Problem to solve » Every entry, from the first to the last, should be written out exactly.

Task data »
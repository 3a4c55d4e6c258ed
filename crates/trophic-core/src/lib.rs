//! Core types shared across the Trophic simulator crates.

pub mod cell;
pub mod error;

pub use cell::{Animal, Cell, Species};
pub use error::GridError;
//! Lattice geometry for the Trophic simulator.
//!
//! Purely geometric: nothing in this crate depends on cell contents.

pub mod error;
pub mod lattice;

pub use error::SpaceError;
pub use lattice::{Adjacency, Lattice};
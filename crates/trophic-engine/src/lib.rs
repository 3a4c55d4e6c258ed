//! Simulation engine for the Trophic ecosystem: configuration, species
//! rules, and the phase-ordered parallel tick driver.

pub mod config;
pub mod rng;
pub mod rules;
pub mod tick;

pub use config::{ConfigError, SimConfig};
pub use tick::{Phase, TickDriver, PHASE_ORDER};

Exercise answer »
repository 3a4c55d4e6c258ed
filename crates/trophic-core/src/lib.rs
//! Core types shared across the Trophic simulator crates.

pub mod cell;
pub mod error;

pub use cell::{Animal, Cell, Species};
pub use error::GridError;
//! Lattice geometry for the Trophic simulator.
//!
//! Purely geometric: nothing in this crate depends on cell contents.

pub mod error;
pub mod lattice;

pub use error::SpaceError;
pub use lattice::{Adjacency, Lattice};
filename crates/trophic-engine/src/lib.rs
repository 3a4c55d4e6c258ed
//! Simulation engine for the Trophic ecosystem: configuration, species
//! rules, and the phase-ordered parallel tick driver.

pub mod config;
pub mod rng;
pub mod rules;
pub mod tick;

pub use config::{ConfigError, SimConfig};
pub use tick::{Phase, TickDriver, PHASE_ORDER};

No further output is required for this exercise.